Problem description.
Pull every line with "make" from the entries below.

[Collected data entries]
════

#[cfg(test)]
mod parser_tests {
    use pretty_assertions::assert_eq;

    use rox::ast::{Expr, LiteralValue, LoopControl, Stmt};
    use rox::parser::Parser;
    use rox::scanner::tokenize;

    fn parse(source: &str) -> Result<Vec<Stmt>, Vec<String>> {
        let (tokens, errors) = tokenize(source);
        assert!(errors.is_empty(), "lexical errors: {:?}", errors);

        Parser::new(&tokens)
            .parse()
            .map_err(|errors| errors.iter().map(|e| e.to_string()).collect())
    }

    #[test]
    fn test_parser_01_statement_kinds() {
        let statements = parse("var a = 1; print a; a = 2; { a; }").expect("parses");

        assert_eq!(statements.len(), 4);
        assert!(matches!(statements[0], Stmt::Var { .. }));
        assert!(matches!(statements[1], Stmt::Print(_)));
        assert!(matches!(
            statements[2],
            Stmt::Expression(Expr::Assign { .. })
        ));
        assert!(matches!(&statements[3], Stmt::Block(inner) if inner.len() == 1));
    }

    #[test]
    fn test_parser_02_precedence_and_associativity() {
        let statements = parse("1 - 2 - 3 * 4;").expect("parses");

        // ((1 - 2) - (3 * 4))
        let Stmt::Expression(Expr::Binary { left, right, .. }) = &statements[0] else {
            panic!("expected a binary expression, got {:?}", statements[0]);
        };
        assert!(matches!(**left, Expr::Binary { .. }));
        assert!(matches!(**right, Expr::Binary { .. }));
    }

    #[test]
    fn test_parser_03_for_desugars_to_while() {
        let statements = parse("for (var i = 0; i < 3; i = i + 1) print i;").expect("parses");

        let Stmt::Block(outer) = &statements[0] else {
            panic!("expected a block, got {:?}", statements[0]);
        };
        assert_eq!(outer.len(), 2);
        assert!(matches!(outer[0], Stmt::Var { .. }));

        let Stmt::While { body, .. } = &outer[1] else {
            panic!("expected a while loop, got {:?}", outer[1]);
        };
        assert!(matches!(
            **body,
            Stmt::LoopBody {
                increment: Some(_),
                ..
            }
        ));
    }

    #[test]
    fn test_parser_04_empty_for_clauses() {
        let statements = parse("for (;;) break;").expect("parses");

        let Stmt::While { condition, body } = &statements[0] else {
            panic!("expected a bare while loop, got {:?}", statements[0]);
        };
        assert!(matches!(condition, Expr::Literal(LiteralValue::True)));

        let Stmt::LoopBody { body, increment } = &**body else {
            panic!("expected a loop body, got {:?}", body);
        };
        assert!(increment.is_none());
        assert!(matches!(
            **body,
            Stmt::LoopControl {
                control: LoopControl::Break,
                ..
            }
        ));
    }

    #[test]
    fn test_parser_05_class_with_superclass_and_static() {
        let statements =
            parse("class B < A { init(x) { this.x = x; } static make() { return B(1); } }")
                .expect("parses");

        let Stmt::Class {
            name,
            superclass,
            methods,
            static_methods,
        } = &statements[0]
        else {
            panic!("expected a class, got {:?}", statements[0]);
        };

        assert_eq!(name.lexeme, "B");
        assert!(matches!(superclass, Some(Expr::Variable { name, .. }) if name.lexeme == "A"));
        assert_eq!(methods.len(), 1);
        assert_eq!(methods[0].params.len(), 1);
        assert_eq!(static_methods.len(), 1);
        assert_eq!(static_methods[0].name.lexeme, "make");
    }

    #[test]
    fn test_parser_06_reports_several_errors() {
        let errors = parse("var = 1;\nprint 2\nvar ok = 3;\nfun (a) {}").unwrap_err();

        assert_eq!(
            errors,
            vec![
                "[line 1] Error at '=': Expect variable name.",
                "[line 3] Error at 'var': Expect ';' after value.",
                "[line 4] Error at '(': Expect function name.",
            ]
        );
    }

    #[test]
    fn test_parser_07_error_at_end() {
        let errors = parse("print (1 + 2").unwrap_err();

        assert_eq!(errors, vec!["[line 1] Error at end: Expect ')' after expression."]);
    }

    #[test]
    fn test_parser_08_invalid_assignment_target() {
        let errors = parse("1 + 2 = 3;").unwrap_err();

        assert_eq!(errors, vec!["[line 1] Error at '=': Invalid assignment target."]);
    }

    #[test]
    fn test_parser_09_bare_expression() {
        let (tokens, _) = tokenize("1 + 2");
        assert!(matches!(
            Parser::new(&tokens).parse_expression(),
            Some(Expr::Binary { .. })
        ));

        for source in ["1 + 2;", "print 1;", "var a = 1;", "1 +", "a = "] {
            let (tokens, _) = tokenize(source);
            assert!(
                Parser::new(&tokens).parse_expression().is_none(),
                "{:?} should not parse as a bare expression",
                source
            );
        }
    }

    #[test]
    fn test_parser_10_too_many_arguments() {
        let args: Vec<String> = (0..256).map(|i| i.to_string()).collect();
        let source = format!("f({});", args.join(", "));

        let errors = parse(&source).unwrap_err();

        assert_eq!(errors, vec!["[line 1] Error at '255': Can't have more than 255 arguments."]);
    }
}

════

Final answer.
            parse("class B < A { init(x) { this.x = x; } static make() { return B(1); } }")
        assert_eq!(static_methods[0].name.lexeme, "make");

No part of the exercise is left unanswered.